Segment Start: Input

use std::{fmt::Debug, fs, path::Path, str::FromStr};
use json::{JsonValue, parse};

use crate::error::{ClassifierError, Result};

/*
Config file structure:
every key is optional, a missing key keeps its default
{
    smoothing_parameter: 0.05,
    pos_prior: 0.8,
    unigram_smoothing_parameter: 1.0,
    bigram_smoothing_parameter: 1.0,
    bigram_lambda: 0.5,
    vocabulary_multiplier: 3.0,
    unseen_policy: "zero" | "at_least_one",
    num_threads: 1
}
*/

fn get_json<T>(obj: &JsonValue, k: &str, def: T) -> Result<T> where T: FromStr, <T as FromStr>::Err: Debug {
    if !obj.has_key(k) {
        return Ok(def);
    }
    let value = &obj[k];
    let raw = match value.as_str() {
        Some(s) => String::from(s),
        None => value.dump(),
    };
    raw.parse::<T>()
        .map_err(|e| ClassifierError::Config(format!("error parsing `{}` = {}: {:?}", k, raw, e)))
}

/// Count floor applied to every feature lookup before smoothing.
#[derive(Debug, Clone, Copy, PartialEq, Eq, Default)]
pub enum UnseenPolicy {
    /// Unseen features count as zero occurrences.
    #[default]
    Zero,
    /// Every feature counts as at least one occurrence (`max(1, count)`).
    ///
    /// A class with no training features then needs
    /// `(vocabulary_multiplier - 1) * smoothing > 1`; training rejects it otherwise.
    AtLeastOne,
}

impl UnseenPolicy {
    pub fn floor(self) -> u64 {
        match self {
            UnseenPolicy::Zero => 0,
            UnseenPolicy::AtLeastOne => 1,
        }
    }
}

impl FromStr for UnseenPolicy {
    type Err = String;

    fn from_str(s: &str) -> std::result::Result<Self, Self::Err> {
        match s {
            "zero" => Ok(UnseenPolicy::Zero),
            "at_least_one" => Ok(UnseenPolicy::AtLeastOne),
            other => Err(format!("unknown unseen policy `{}`", other)),
        }
    }
}

#[derive(Debug, Clone, PartialEq)]
pub struct ClassifierConfig {
    // Laplace constant of the stand-alone unigram model
    pub smoothing_parameter: f64,
    // P(positive), exclusive (0, 1)
    pub pos_prior: f64,
    pub unigram_smoothing_parameter: f64,
    pub bigram_smoothing_parameter: f64,
    // weight of the bigram model in the mixture, [0, 1]
    pub bigram_lambda: f64,
    // V in (count + s) / (total + V * s)
    pub vocabulary_multiplier: f64,
    pub unseen_policy: UnseenPolicy,
    pub num_threads: usize,
}

impl Default for ClassifierConfig {
    fn default() -> ClassifierConfig {
        ClassifierConfig {
            smoothing_parameter: 0.05,
            pos_prior: 0.8,
            unigram_smoothing_parameter: 1.0,
            bigram_smoothing_parameter: 1.0,
            bigram_lambda: 0.5,
            vocabulary_multiplier: 3.0,
            unseen_policy: UnseenPolicy::Zero,
            num_threads: 1,
        }
    }
}

fn check_multiplier(value: f64) -> Result<()> {
    if value > 1.0 && value.is_finite() {
        Ok(())
    } else {
        Err(ClassifierError::InvalidParameter {
            name: "vocabulary_multiplier",
            value,
            reason: "must be a finite number > 1",
        })
    }
}

// the smoothed denominator is `total + vocabulary_multiplier * smoothing`, so the product must stay finite
fn check_smoothing(name: &'static str, value: f64, vocabulary_multiplier: f64) -> Result<()> {
    if !(value > 0.0 && value.is_finite()) {
        return Err(ClassifierError::InvalidParameter { name, value, reason: "must be a finite number > 0" });
    }
    if !(vocabulary_multiplier * value).is_finite() {
        return Err(ClassifierError::InvalidParameter {
            name,
            value,
            reason: "vocabulary_multiplier * smoothing overflows",
        });
    }
    Ok(())
}

fn check_threads(value: usize) -> Result<()> {
    if value == 0 {
        return Err(ClassifierError::InvalidParameter {
            name: "num_threads",
            value: 0.0,
            reason: "must be at least 1",
        });
    }
    Ok(())
}

pub(crate) fn check_prior(value: f64) -> Result<()> {
    if value > 0.0 && value < 1.0 {
        Ok(())
    } else {
        Err(ClassifierError::InvalidParameter {
            name: "pos_prior",
            value,
            reason: "must lie strictly between 0 and 1",
        })
    }
}

pub(crate) fn check_lambda(value: f64) -> Result<()> {
    if (0.0..=1.0).contains(&value) {
        Ok(())
    } else {
        Err(ClassifierError::InvalidParameter { name: "bigram_lambda", value, reason: "must lie in [0, 1]" })
    }
}

impl ClassifierConfig {
    pub fn from_json(obj: &JsonValue) -> Result<ClassifierConfig> {
        let mut tmp_config = ClassifierConfig::default();
        tmp_config.smoothing_parameter = get_json(obj, "smoothing_parameter", tmp_config.smoothing_parameter)?;
        tmp_config.pos_prior = get_json(obj, "pos_prior", tmp_config.pos_prior)?;
        tmp_config.unigram_smoothing_parameter =
            get_json(obj, "unigram_smoothing_parameter", tmp_config.unigram_smoothing_parameter)?;
        tmp_config.bigram_smoothing_parameter =
            get_json(obj, "bigram_smoothing_parameter", tmp_config.bigram_smoothing_parameter)?;
        tmp_config.bigram_lambda = get_json(obj, "bigram_lambda", tmp_config.bigram_lambda)?;
        tmp_config.vocabulary_multiplier = get_json(obj, "vocabulary_multiplier", tmp_config.vocabulary_multiplier)?;
        tmp_config.unseen_policy = get_json(obj, "unseen_policy", tmp_config.unseen_policy)?;
        tmp_config.num_threads = get_json(obj, "num_threads", tmp_config.num_threads)?;
        Ok(tmp_config)
    }

    pub fn read_config<P: AsRef<Path>>(file_name: P) -> Result<ClassifierConfig> {
        let file_contents = fs::read_to_string(file_name.as_ref())?;
        if file_contents.trim().is_empty() {
            return Err(ClassifierError::Config(format!("{}: file empty", file_name.as_ref().display())));
        }
        let json_data = parse(&file_contents)?;
        if !json_data.is_object() {
            return Err(ClassifierError::Config(String::from("top level value must be an object")));
        }
        ClassifierConfig::from_json(&json_data)
    }

    /// Rejects every parameter that would put a zero, negative or NaN value
    /// under a logarithm, or an out-of-range mixture weight.
    pub fn validate(&self) -> Result<()> {
        self.validate_unigram()?;
        self.validate_mixture()
    }

    /// Checks only what the stand-alone unigram model reads.
    pub fn validate_unigram(&self) -> Result<()> {
        check_multiplier(self.vocabulary_multiplier)?;
        check_smoothing("smoothing_parameter", self.smoothing_parameter, self.vocabulary_multiplier)?;
        check_prior(self.pos_prior)?;
        check_threads(self.num_threads)
    }

    /// Checks only what the unigram/bigram mixture reads.
    pub fn validate_mixture(&self) -> Result<()> {
        check_multiplier(self.vocabulary_multiplier)?;
        check_smoothing("unigram_smoothing_parameter", self.unigram_smoothing_parameter, self.vocabulary_multiplier)?;
        check_smoothing("bigram_smoothing_parameter", self.bigram_smoothing_parameter, self.vocabulary_multiplier)?;
        check_prior(self.pos_prior)?;
        check_lambda(self.bigram_lambda)?;
        check_threads(self.num_threads)
    }

    /// Scoring parameters of the stand-alone unigram model.
    pub fn unigram_params(&self) -> ScoringParams {
        self.params_with(self.smoothing_parameter)
    }

    /// Unigram half of the mixture.
    pub fn mixture_unigram_params(&self) -> ScoringParams {
        self.params_with(self.unigram_smoothing_parameter)
    }

    pub fn bigram_params(&self) -> ScoringParams {
        self.params_with(self.bigram_smoothing_parameter)
    }

    pub(crate) fn params_with(&self, smoothing: f64) -> ScoringParams {
        ScoringParams {
            smoothing,
            pos_prior: self.pos_prior,
            vocabulary_multiplier: self.vocabulary_multiplier,
            unseen_policy: self.unseen_policy,
        }
    }
}

/// Everything one estimator needs besides its frequency tables.
#[derive(Debug, Clone, Copy, PartialEq)]
pub struct ScoringParams {
    pub smoothing: f64,
    pub pos_prior: f64,
    pub vocabulary_multiplier: f64,
    pub unseen_policy: UnseenPolicy,
}

impl ScoringParams {
    pub fn validate(&self) -> Result<()> {
        check_multiplier(self.vocabulary_multiplier)?;
        check_smoothing("smoothing", self.smoothing, self.vocabulary_multiplier)?;
        check_prior(self.pos_prior)
    }
}

#[cfg(test)]
mod tests {
    use super::*;
    use std::io::Write;

    #[test]
    fn test_from_json_defaults_and_overrides() {
        let obj = parse(r#"{ "pos_prior": 0.5, "bigram_lambda": 0.25, "unseen_policy": "at_least_one", "num_threads": 4 }"#).unwrap();
        let config = ClassifierConfig::from_json(&obj).unwrap();
        assert_eq!(config.pos_prior, 0.5);
        assert_eq!(config.bigram_lambda, 0.25);
        assert_eq!(config.unseen_policy, UnseenPolicy::AtLeastOne);
        assert_eq!(config.num_threads, 4);
        assert_eq!(config.smoothing_parameter, 0.05);
        assert_eq!(config.vocabulary_multiplier, 3.0);
        assert!(config.validate().is_ok());
    }

    #[test]
    fn test_from_json_bad_value() {
        let obj = parse(r#"{ "pos_prior": "high" }"#).unwrap();
        assert!(matches!(ClassifierConfig::from_json(&obj), Err(ClassifierError::Config(_))));
        let obj = parse(r#"{ "unseen_policy": "sometimes" }"#).unwrap();
        assert!(matches!(ClassifierConfig::from_json(&obj), Err(ClassifierError::Config(_))));
    }

    #[test]
    fn test_read_config() {
        let mut file = tempfile::NamedTempFile::new().unwrap();
        write!(file, r#"{{ "smoothing_parameter": 1.0 }}"#).unwrap();
        let config = ClassifierConfig::read_config(file.path()).unwrap();
        assert_eq!(config.smoothing_parameter, 1.0);

        let empty = tempfile::NamedTempFile::new().unwrap();
        assert!(matches!(ClassifierConfig::read_config(empty.path()), Err(ClassifierError::Config(_))));
    }

    #[test]
    fn test_validate_rejects_out_of_range() {
        let cases = vec![
            ClassifierConfig { pos_prior: 0.0, ..Default::default() },
            ClassifierConfig { pos_prior: 1.0, ..Default::default() },
            ClassifierConfig { pos_prior: f64::NAN, ..Default::default() },
            ClassifierConfig { smoothing_parameter: 0.0, ..Default::default() },
            ClassifierConfig { unigram_smoothing_parameter: -1.0, ..Default::default() },
            ClassifierConfig { bigram_smoothing_parameter: f64::INFINITY, ..Default::default() },
            ClassifierConfig { bigram_lambda: 1.5, ..Default::default() },
            ClassifierConfig { bigram_lambda: -0.1, ..Default::default() },
            ClassifierConfig { vocabulary_multiplier: 1.0, ..Default::default() },
            ClassifierConfig { num_threads: 0, ..Default::default() },
        ];
        for config in cases {
            assert!(
                matches!(config.validate(), Err(ClassifierError::InvalidParameter { .. })),
                "{:?} should be rejected",
                config
            );
        }
    }

    #[test]
    fn test_validate_rejects_overflowing_smoothing() {
        let cases = vec![
            ClassifierConfig { smoothing_parameter: 1e308, ..Default::default() },
            ClassifierConfig { unigram_smoothing_parameter: 1e308, ..Default::default() },
            ClassifierConfig { bigram_smoothing_parameter: f64::MAX, ..Default::default() },
            ClassifierConfig { smoothing_parameter: 1e300, vocabulary_multiplier: 1e10, ..Default::default() },
        ];
        for config in cases {
            assert!(
                matches!(config.validate(), Err(ClassifierError::InvalidParameter { .. })),
                "{:?} should be rejected",
                config
            );
        }

        let params = ClassifierConfig { smoothing_parameter: 1e308, ..Default::default() }.unigram_params();
        assert!(matches!(params.validate(), Err(ClassifierError::InvalidParameter { name: "smoothing", .. })));
        // large but representable
        assert!(ClassifierConfig { smoothing_parameter: 1e300, ..Default::default() }.validate().is_ok());
    }

    #[test]
    fn test_validation_scoped_to_model() {
        let config = ClassifierConfig { smoothing_parameter: 0.0, ..Default::default() };
        assert!(config.validate_mixture().is_ok());
        assert!(matches!(
            config.validate_unigram(),
            Err(ClassifierError::InvalidParameter { name: "smoothing_parameter", .. })
        ));

        let config = ClassifierConfig { bigram_smoothing_parameter: -1.0, bigram_lambda: 7.0, ..Default::default() };
        assert!(config.validate_unigram().is_ok());
        assert!(config.validate_mixture().is_err());
        assert!(config.validate().is_err());
    }

    #[test]
    fn test_lambda_bounds_inclusive() {
        assert!(ClassifierConfig { bigram_lambda: 0.0, ..Default::default() }.validate().is_ok());
        assert!(ClassifierConfig { bigram_lambda: 1.0, ..Default::default() }.validate().is_ok());
    }
}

Segment End: Input

__Task__. Return, without any change, only the lines from the one containing "assert!(config.validate_mixture().is_err());" through the last line of the entries above.

__Response box__.
        assert!(config.validate_mixture().is_err());
        assert!(config.validate().is_err());
    }

    #[test]
    fn test_lambda_bounds_inclusive() {
        assert!(ClassifierConfig { bigram_lambda: 0.0, ..Default::default() }.validate().is_ok());
        assert!(ClassifierConfig { bigram_lambda: 1.0, ..Default::default() }.validate().is_ok());
    }
}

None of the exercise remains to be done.